2. Compress your prompts with Mermaid diagrams
We had one enterprise account with 2,000-3,000 lines of text instructions for test case generation. Nobody was reading it, not even the developers. We just trusted the system. But the LLM had to read (and pay for) it on every single loop.
The solution
We started converting long text instructions into Mermaid diagrams (flows) and pseudo-scripting formats.
- A 1,000-token verbose text prompt compressed down to under 100 tokens when written as a Mermaid structure.
- The LLM understood the logic perfectly.
- We saw zero negative impact on agent execution quality.
If your prompts are written like essays for humans, compress them into structural code for the models.
3. Index repositories before reading files for cost control
The default behavior of most orchestrators (like Copilot, Cloud, etc.) is highly inefficient. They perform a basic bash/grep search, find a keyword in a file, and then immediately force the agent to read the entire file to understand the context. If you are investigating a large codebase, the token bill compounds exponentially.
The solution
Our solution: We integrated CodeGraph and RepoMix into our runner setups. These tools index the repository and prepare a lightweight snapshot of the codebase (public/private methods, system architecture, folder trees) without loading the actual implementation of every helper method.

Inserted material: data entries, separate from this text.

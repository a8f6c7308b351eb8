//! Client Configuration Settings
//!
//! Configuration types for the block load client, loaded from environment
//! variables.

use std::time::Duration;

use crate::domain::meter::MeterConfig;
use crate::domain::profile::RequestParams;

/// Environment variable holding the processor endpoint.
const PROCESSOR_URL_VAR: &str = "DLMS_PROCESSOR_URL";

/// Default transport connect timeout.
const DEFAULT_CONNECT_TIMEOUT: Duration = Duration::from_secs(10);

/// Remote processor connection settings.
#[derive(Debug, Clone, PartialEq, Eq)]
pub struct ProcessorSettings {
    /// Processor endpoint URI (for example `http://localhost:50051`).
    pub endpoint: String,
    /// Local transport connect timeout. Not forwarded to the processor.
    pub connect_timeout: Duration,
}

impl ProcessorSettings {
    /// Settings for `endpoint` with the default connect timeout.
    #[must_use]
    pub fn new(endpoint: impl Into<String>) -> Self {
        Self {
            endpoint: endpoint.into(),
            connect_timeout: DEFAULT_CONNECT_TIMEOUT,
        }
    }
}

/// Complete client configuration.
#[derive(Debug, Clone, PartialEq)]
pub struct ClientConfig {
    /// Remote processor settings.
    pub processor: ProcessorSettings,
    /// Parameters forwarded with every request.
    pub request: RequestParams,
    /// Initial meter configuration.
    pub meter: MeterConfig,
    /// Prometheus metrics port (0 = disabled).
    pub metrics_port: u16,
}

impl ClientConfig {
    /// Create configuration from environment variables.
    ///
    /// # Errors
    ///
    /// Returns an error if `DLMS_PROCESSOR_URL` is missing or empty.
    pub fn from_env() -> Result<Self, ConfigError> {
        Self::from_lookup(|key| std::env::var(key).ok())
    }

    /// Create configuration from an arbitrary key lookup.
    ///
    /// Optional values that are missing or fail to parse fall back to their
    /// defaults.
    ///
    /// # Errors
    ///
    /// Returns an error if `DLMS_PROCESSOR_URL` is missing or empty.
    pub fn from_lookup<F>(lookup: F) -> Result<Self, ConfigError>
    where
        F: Fn(&str) -> Option<String>,
    {
        let endpoint = lookup(PROCESSOR_URL_VAR)
            .ok_or_else(|| ConfigError::MissingEnvVar(PROCESSOR_URL_VAR.to_string()))?;
        let endpoint = endpoint.trim().to_string();
        if endpoint.is_empty() {
            return Err(ConfigError::EmptyValue(PROCESSOR_URL_VAR.to_string()));
        }

        let processor = ProcessorSettings {
            endpoint,
            connect_timeout: parse_duration_secs(
                &lookup,
                "DLMS_PROCESSOR_CONNECT_TIMEOUT_SECS",
                DEFAULT_CONNECT_TIMEOUT,
            ),
        };

        let defaults = RequestParams::default();
        let request = RequestParams {
            retries: parse_u32(&lookup, "BLOCK_LOAD_RETRIES", defaults.retries),
            connection_timeout: parse_duration_secs(
                &lookup,
                "BLOCK_LOAD_CONNECTION_TIMEOUT_SECS",
                defaults.connection_timeout,
            ),
            retry_delay: parse_duration_secs(
                &lookup,
                "BLOCK_LOAD_RETRY_DELAY_SECS",
                defaults.retry_delay,
            ),
        };

        let base = MeterConfig::default();
        let meter = MeterConfig {
            ip: parse_string(&lookup, "METER_IP", base.ip),
            port: parse_u16(&lookup, "METER_PORT", base.port),
            auth_password: parse_string(&lookup, "METER_AUTH_PASSWORD", base.auth_password),
            system_title: parse_string(&lookup, "METER_SYSTEM_TITLE", base.system_title),
            block_cipher_key: parse_string(
                &lookup,
                "METER_BLOCK_CIPHER_KEY",
                base.block_cipher_key,
            ),
            auth_key: parse_string(&lookup, "METER_AUTH_KEY", base.auth_key),
            client_address: parse_string(&lookup, "METER_CLIENT_ADDRESS", base.client_address),
            server_address: parse_string(&lookup, "METER_SERVER_ADDRESS", base.server_address),
            obis: parse_string(&lookup, "METER_OBIS", base.obis),
        };

        Ok(Self {
            processor,
            request,
            meter,
            metrics_port: parse_u16(&lookup, "METRICS_PORT", 0),
        })
    }
}

/// Configuration error.
#[derive(Debug, Clone, PartialEq, Eq, thiserror::Error)]
pub enum ConfigError {
    /// Required environment variable is missing.
    #[error("missing required environment variable: {0}")]
    MissingEnvVar(String),
    /// Environment variable has empty value.
    #[error("environment variable {0} cannot be empty")]
    EmptyValue(String),
}

fn parse_string<F>(lookup: &F, key: &str, default: String) -> String
where
    F: Fn(&str) -> Option<String>,
{
    lookup(key).filter(|v| !v.is_empty()).unwrap_or(default)
}

fn parse_u16<F>(lookup: &F, key: &str, default: u16) -> u16
where
    F: Fn(&str) -> Option<String>,
{
    lookup(key)
        .and_then(|v| v.trim().parse().ok())
        .unwrap_or(default)
}

fn parse_u32<F>(lookup: &F, key: &str, default: u32) -> u32
where
    F: Fn(&str) -> Option<String>,
{
    lookup(key)
        .and_then(|v| v.trim().parse().ok())
        .unwrap_or(default)
}

fn parse_duration_secs<F>(lookup: &F, key: &str, default: Duration) -> Duration
where
    F: Fn(&str) -> Option<String>,
{
    lookup(key)
        .and_then(|v| v.trim().parse::<u64>().ok())
        .map_or(default, Duration::from_secs)
}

- The agent uses CodeGraph to find the exact 10 lines of code it needs, then reads only that fragment, then uses RepoMix to take the snapshot structure of the file, and only after that reads the needed piece of file.
- It takes only 15 seconds to run on massive codebases.
Result? This reduces codebase exploration tokens by 50% to 60% and improves unit economics.
4. Enable smarter model selection and workload routing
When trying to save money, the instinctive reaction is to switch everything to the cheapest model (like GPT-5.4 Mini or Haiku-4.5). But cheap models are often "lazy" or make logical errors, leading to infinite loops.
On top of that your harness can have limitations in loops, so actually they have no chance even to finish tasks properly. We ran the exact same debugging task across different models and counted the execution loops:
- GPT-5.4 Mini: 10 loops (kept failing, retrying, and re-reading context).
- Claude Sonnet 4.6: 3-5 loops.
- Claude Opus 4.6: 1 loop (one-shot fix).
Even with an expensive model like Opus, running 1 loop on Opus is often cheaper than running 10 loops on a Mini model because of the accumulated input tokens from retries.
The solution
Use Tier 2 models (like Sonnet or GPT-5.4) as your workhorses for cost reduction.
Route simple orchestrator tasks (file moving, deployment triggers) to Mini/Flash models. Save reasoning models for complex multi-file bug fixing. Design your budgets system properly.
We've also started routing workloads to hyper-optimized, low-cost providers like Silicon Flow and Chinese local setups (such as Kimi 2.6 and DeepSeek), which offer incredible performance for a fraction of the cost.
5. Fix your CI/CD costs with caching and runner optimization
Tokens are only half the bill. The other half is CI/CD infrastructure. Our May run spent $500 on GitHub runner minutes alone. If you don't optimize your environments, you are burning money on reinstalling dependencies on every single agent run.
The solution
- Cache everything: We cache npm dependencies, container layers, and our custom CLI tools (dm-tools).
- At the start of a runner session, we restore from cache. At the end, we update the cache.
- You pay a minor network fee for the cache restore, but you save precious, expensive runner minutes.